Dal 31 marzo, tutte le imprese italiane con una sede operativa dovranno sottoscrivere una polizza assicurativa contro le catastrofi naturali. L’obiettivo è quello di ridurre il peso economico degli eventi estremi sul bilancio pubblico e garantire un sistema di protezione più efficace per le aziende. Tuttavia, la norma solleva una serie di dubbi e criticità che potrebbero comprometterne l’efficacia.
L’Italia è tra i paesi europei più esposti ai rischi di terremoti, alluvioni e frane, ma fino ad ora le imprese non erano obbligate a proteggersi con un’assicurazione specifica. In caso di calamità, le aziende colpite dovevano fare affidamento sugli aiuti statali, con tutti i problemi di lentezza e incertezza che ne conseguono.

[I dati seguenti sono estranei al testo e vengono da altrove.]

use thiserror::Error;

#[derive(Debug, Error)]
pub enum TollgateError {
    #[error(transparent)]
    Parse(#[from] ParseError),
    #[error(transparent)]
    Validation(#[from] ValidationError),
}

#[derive(Debug, Error)]
pub enum ParseError {
    #[error("failed to parse as JSON: {0}")]
    Json(#[from] serde_json::Error),
    #[error("failed to parse as YAML: {0}")]
    Yaml(#[from] serde_yaml::Error),
    #[error("unable to auto-detect definition format (neither valid JSON nor valid YAML)")]
    UnknownFormat,
}

#[derive(Debug, Error)]
#[error("workflow definition failed validation ({violations_len} violations)")]
pub struct ValidationError {
    pub violations: Vec<Violation>,
    violations_len: usize,
}

impl ValidationError {
    pub fn new(violations: Vec<Violation>) -> Self {
        let violations_len = violations.len();
        Self {
            violations,
            violations_len,
        }
    }
}

#[derive(Debug, Clone, PartialEq, Eq)]
pub struct Violation {
    pub path: String,
    pub message: String,
}

impl Violation {
    pub fn new(path: impl Into<String>, message: impl Into<String>) -> Self {
        Self {
            path: path.into(),
            message: message.into(),
        }
    }
}
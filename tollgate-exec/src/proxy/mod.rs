use std::collections::BTreeMap;

use async_trait::async_trait;

/// A stored proxy record: where a marketplace listing's upstream actually
/// lives, with provider credentials kept encrypted at rest.
#[derive(Debug, Clone, PartialEq, Eq)]
pub struct ProxyConfig {
    pub target_url: String,
    pub http_method: String,
    pub encrypted_headers: Option<String>,
}

#[derive(Debug, Clone, thiserror::Error)]
pub enum ProxyError {
    #[error("proxy lookup failed: {0}")]
    Lookup(String),
    #[error("header decryption failed: {0}")]
    Decrypt(String),
}

#[async_trait]
pub trait ProxyStore: Send + Sync {
    async fn get_proxy(&self, proxy_id: &str) -> Result<Option<ProxyConfig>, ProxyError>;
}

#[async_trait]
pub trait HeaderCrypto: Send + Sync {
    async fn decrypt_headers(
        &self,
        encrypted: &str,
    ) -> Result<BTreeMap<String, String>, ProxyError>;
}
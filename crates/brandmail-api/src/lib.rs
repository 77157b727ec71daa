//! Brandmail API
//!
//! HTTP surface for the email bundle generator: a brand listing endpoint
//! and the multipart generation endpoint that turns uploaded images plus
//! free-text copy into a downloadable zip of per-brand emails.

pub mod api_doc;
pub mod error;
pub mod handlers;
pub mod setup;
pub mod state;
pub mod telemetry;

L’obbligo assicurativo punta a colmare questa lacuna, introducendo una logica di prevenzione che, sulla carta, dovrebbe garantire una risposta più tempestiva ed efficace. Tuttavia, l’introduzione della norma è avvenuta in modo frettoloso e senza una pianificazione adeguata. Le imprese hanno avuto pochissimo tempo per adeguarsi, e le compagnie assicurative hanno dovuto costruire in tempi record prodotti finanziari complessi. Il rischio è che le polizze non siano calibrate correttamente e che i costi ricadano in modo sproporzionato sulle aziende.

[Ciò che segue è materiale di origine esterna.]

//! Error types module
//!
//! All errors in the generation pipeline are unified under the `AppError`
//! enum. The variants split along the taxonomy the pipeline enforces:
//! configuration mismatches and unmatched coupons are diagnostics handled at
//! their call sites (they never become an `AppError`), while missing
//! mandatory assets, undecodable images, render failures, and archive
//! failures are fatal to the whole request and propagate through here.

use std::io;

/// Log level for error reporting
#[derive(Debug, Clone, Copy, PartialEq, Eq)]
pub enum LogLevel {
    /// Debug level - for expected errors like validation failures
    Debug,
    /// Warning level - for recoverable issues
    Warn,
    /// Error level - for unexpected failures
    Error,
}

/// Metadata for error responses - defines how an error should be presented
/// This trait allows errors to self-describe their HTTP response characteristics
pub trait ErrorMetadata {
    /// HTTP status code to return
    fn http_status_code(&self) -> u16;

    /// Machine-readable error code (e.g., "CATALOG_ERROR")
    fn error_code(&self) -> &'static str;

    /// Whether this error is recoverable (can be retried)
    fn is_recoverable(&self) -> bool;

    /// Suggested action for the client
    fn suggested_action(&self) -> Option<&'static str>;

    /// Client-facing message (may differ from internal error message)
    fn client_message(&self) -> String;

    /// Whether details should be hidden in production
    fn is_sensitive(&self) -> bool;

    /// Log level for this error
    fn log_level(&self) -> LogLevel;
}

#[derive(Debug, thiserror::Error)]
pub enum AppError {
    #[error("Catalog error: {0}")]
    Catalog(String),

    #[error("Image processing error: {0}")]
    ImageProcessing(String),

    #[error("Missing mandatory asset: {0}")]
    AssetMissing(String),

    #[error("Render error: {0}")]
    Render(String),

    #[error("Archive error: {0}")]
    Archive(String),

    #[error("Invalid input: {0}")]
    InvalidInput(String),

    #[error("Not found: {0}")]
    NotFound(String),

    #[error("File too large: {0}")]
    PayloadTooLarge(String),

    #[error("Internal error: {0}")]
    Internal(String),

    #[error("Internal error with source")]
    InternalWithSource {
        message: String,
        #[source]
        source: anyhow::Error,
    },
}

impl From<anyhow::Error> for AppError {
    fn from(err: anyhow::Error) -> Self {
        AppError::InternalWithSource {
            message: err.to_string(),
            source: err,
        }
    }
}

impl From<io::Error> for AppError {
    fn from(err: io::Error) -> Self {
        AppError::Internal(format!("IO error: {}", err))
    }
}

impl From<serde_json::Error> for AppError {
    fn from(err: serde_json::Error) -> Self {
        AppError::InvalidInput(format!("JSON parsing error: {}", err))
    }
}

/// Static metadata for each variant: (http_status, error_code, recoverable, suggested_action, sensitive, log_level).
/// Reduces duplication in ErrorMetadata impl; client_message stays per-variant for dynamic content.
fn app_error_static_metadata(
    err: &AppError,
) -> (
    u16,
    &'static str,
    bool,
    Option<&'static str>,
    bool,
    LogLevel,
) {
    match err {
        AppError::Catalog(_) => (
            500,
            "CATALOG_ERROR",
            false,
            Some("Check the brand catalog file"),
            true,
            LogLevel::Error,
        ),
        AppError::ImageProcessing(_) => (
            400,
            "IMAGE_PROCESSING_ERROR",
            false,
            Some("Check image format and try a different file"),
            false,
            LogLevel::Warn,
        ),
        AppError::AssetMissing(_) => (
            500,
            "ASSET_MISSING",
            false,
            Some("Check catalog asset paths and uploaded header images"),
            true,
            LogLevel::Error,
        ),
        AppError::Render(_) => (
            500,
            "RENDER_ERROR",
            false,
            Some("Contact support if this error persists"),
            true,
            LogLevel::Error,
        ),
        AppError::Archive(_) => (
            500,
            "ARCHIVE_ERROR",
            true,
            Some("Retry the generation request"),
            true,
            LogLevel::Error,
        ),
        AppError::InvalidInput(_) => (
            400,
            "INVALID_INPUT",
            false,
            Some("Check request parameters and try again"),
            false,
            LogLevel::Debug,
        ),
        AppError::NotFound(_) => (
            404,
            "NOT_FOUND",
            false,
            Some("Verify the resource exists"),
            false,
            LogLevel::Debug,
        ),
        AppError::PayloadTooLarge(_) => (
            413,
            "PAYLOAD_TOO_LARGE",
            false,
            Some("Reduce file size"),
            false,
            LogLevel::Debug,
        ),
        AppError::Internal(_) => (
            500,
            "INTERNAL_ERROR",
            true,
            Some("Retry after a short delay"),
            true,
            LogLevel::Error,
        ),
        AppError::InternalWithSource { .. } => (
            500,
            "INTERNAL_ERROR",
            true,
            Some("Retry after a short delay"),
            true,
            LogLevel::Error,
        ),
    }
}

impl AppError {
    /// Get the error type name for detailed error responses
    pub fn error_type(&self) -> &str {
        match self {
            AppError::Catalog(_) => "Catalog",
            AppError::ImageProcessing(_) => "ImageProcessing",
            AppError::AssetMissing(_) => "AssetMissing",
            AppError::Render(_) => "Render",
            AppError::Archive(_) => "Archive",
            AppError::InvalidInput(_) => "InvalidInput",
            AppError::NotFound(_) => "NotFound",
            AppError::PayloadTooLarge(_) => "PayloadTooLarge",
            AppError::Internal(_) => "Internal",
            AppError::InternalWithSource { .. } => "Internal",
        }
    }

    /// Get detailed error information including error chain
    pub fn detailed_message(&self) -> String {
        use std::error::Error;

        let mut details = self.to_string();

        let mut source = self.source();
        let mut depth = 0;
        while let Some(err) = source {
            depth += 1;
            if depth > 5 {
                details.push_str("\n  ... (truncated)");
                break;
            }
            details.push_str(&format!("\n  Caused by: {}", err));
            source = err.source();
        }

        details
    }
}

impl ErrorMetadata for AppError {
    fn http_status_code(&self) -> u16 {
        app_error_static_metadata(self).0
    }

    fn error_code(&self) -> &'static str {
        app_error_static_metadata(self).1
    }

    fn is_recoverable(&self) -> bool {
        app_error_static_metadata(self).2
    }

    fn suggested_action(&self) -> Option<&'static str> {
        app_error_static_metadata(self).3
    }

    fn is_sensitive(&self) -> bool {
        app_error_static_metadata(self).4
    }

    fn log_level(&self) -> LogLevel {
        app_error_static_metadata(self).5
    }

    fn client_message(&self) -> String {
        match self {
            AppError::Catalog(_) => "Failed to load the brand catalog".to_string(),
            AppError::ImageProcessing(ref msg) => msg.clone(),
            AppError::AssetMissing(_) => "A mandatory brand asset could not be read".to_string(),
            AppError::Render(_) => "Failed to render the email document".to_string(),
            AppError::Archive(_) => "Failed to build the email archive".to_string(),
            AppError::InvalidInput(ref msg) => msg.clone(),
            AppError::NotFound(ref msg) => msg.clone(),
            AppError::PayloadTooLarge(ref msg) => msg.clone(),
            AppError::Internal(_) => "Internal server error".to_string(),
            AppError::InternalWithSource { .. } => "Internal server error".to_string(),
        }
    }
}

Uno dei problemi principali è il costo delle polizze. In Italia, la scarsa diffusione di assicurazioni contro le catastrofi ha reso i premi più alti rispetto ad altri paesi europei. In teoria, con l’aumento del numero di assicurati, i costi dovrebbero ridursi, ma nel breve termine le imprese dovranno affrontare spese aggiuntive in un contesto economico già difficile. A differenza di quanto avviene in altri paesi dell’UE, il governo non ha previsto incentivi per agevolare le imprese nell’adeguarsi alla norma. Un sostegno economico sotto forma di detrazioni fiscali o contributi potrebbe rendere l’obbligo meno gravoso, soprattutto per le piccole imprese che rischiano di essere maggiormente penalizzate.

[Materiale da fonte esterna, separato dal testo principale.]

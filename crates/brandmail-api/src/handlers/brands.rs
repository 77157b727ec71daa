use std::sync::Arc;

use axum::{extract::State, Json};
use brandmail_core::{Brand, BrandCategory, Catalog};
use serde::Serialize;
use utoipa::ToSchema;

use crate::error::{ErrorResponse, HttpAppError};
use crate::state::AppState;

#[derive(Debug, Serialize, ToSchema)]
pub struct BrandSummary {
    pub id: String,
    pub name: String,
}

#[derive(Debug, Serialize, ToSchema)]
pub struct BrandListing {
    pub service: Vec<BrandSummary>,
    pub tire: Vec<BrandSummary>,
}

fn summaries(brands: &[Brand]) -> Vec<BrandSummary> {
    brands
        .iter()
        .map(|b| BrandSummary {
            id: b.id.clone(),
            name: b.name.clone(),
        })
        .collect()
}

/// List the configured brands per category, in catalog order.
///
/// The catalog file is re-read on every call so edits take effect without
/// a restart.
#[utoipa::path(
    get,
    path = "/",
    tag = "brands",
    responses(
        (status = 200, description = "Brand listing by category", body = BrandListing),
        (status = 500, description = "Catalog could not be loaded", body = ErrorResponse)
    )
)]
pub async fn list_brands(
    State(state): State<Arc<AppState>>,
) -> Result<Json<BrandListing>, HttpAppError> {
    let catalog = Catalog::load(&state.config.catalog_path)?;

    Ok(Json(BrandListing {
        service: summaries(catalog.brands(BrandCategory::Service)),
        tire: summaries(catalog.brands(BrandCategory::Tire)),
    }))
}
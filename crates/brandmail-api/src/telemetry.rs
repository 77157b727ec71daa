use tracing_subscriber::{
    fmt::format::Format, layer::SubscriberExt, util::SubscriberInitExt, EnvFilter,
};

/// Initialize tracing with a compact console format.
pub fn init_telemetry() -> Result<(), Box<dyn std::error::Error>> {
    // Console: compact format (message string for convenience).
    let console_fmt = tracing_subscriber::fmt::layer().event_format(
        Format::default()
            .compact()
            .with_target(false)
            .without_time(),
    );
    tracing_subscriber::registry()
        .with(
            EnvFilter::try_from_default_env()
                .unwrap_or_else(|_| "brandmail=debug,tower_http=debug".into()),
        )
        .with(console_fmt)
        .init();

    Ok(())
}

Un altro elemento critico riguarda l’assenza di sanzioni per chi non si adegua. Senza un meccanismo punitivo chiaro, molte aziende potrebbero decidere di ignorare l’obbligo, compromettendo l’intero impianto normativo. Le uniche conseguenze concrete per chi non si assicura riguardano la possibile esclusione da bandi pubblici e la difficoltà nell’ottenere finanziamenti bancari. Ma sarà sufficiente per garantire un’adesione diffusa? Il rischio è che si crei una disparità tra aziende che rispettano la norma e altre che scelgono di non farlo, confidando magari in un futuro intervento statale in caso di calamità. Senza controlli efficaci, l’obiettivo della riforma rischia di restare solo sulla carta.
Nonostante le criticità, il principio alla base di questa misura è condivisibile: spostare il peso economico delle catastrofi dallo Stato ai privati potrebbe rendere il sistema di gestione delle emergenze più sostenibile ed efficiente. Tuttavia, l’attuale applicazione della norma appare lacunosa e rischia di trasformarsi in un’ulteriore complicazione burocratica per le imprese.
Per rendere realmente efficace questo obbligo servirebbero correttivi importanti: incentivi economici per ridurre l’impatto dei costi sulle aziende, una maggiore chiarezza sulle modalità di applicazione e un sistema sanzionatorio che renda l’adesione effettivamente obbligatoria. Senza queste modifiche, l’assicurazione contro le catastrofi rischia di rimanere un’idea buona, ma mal realizzata.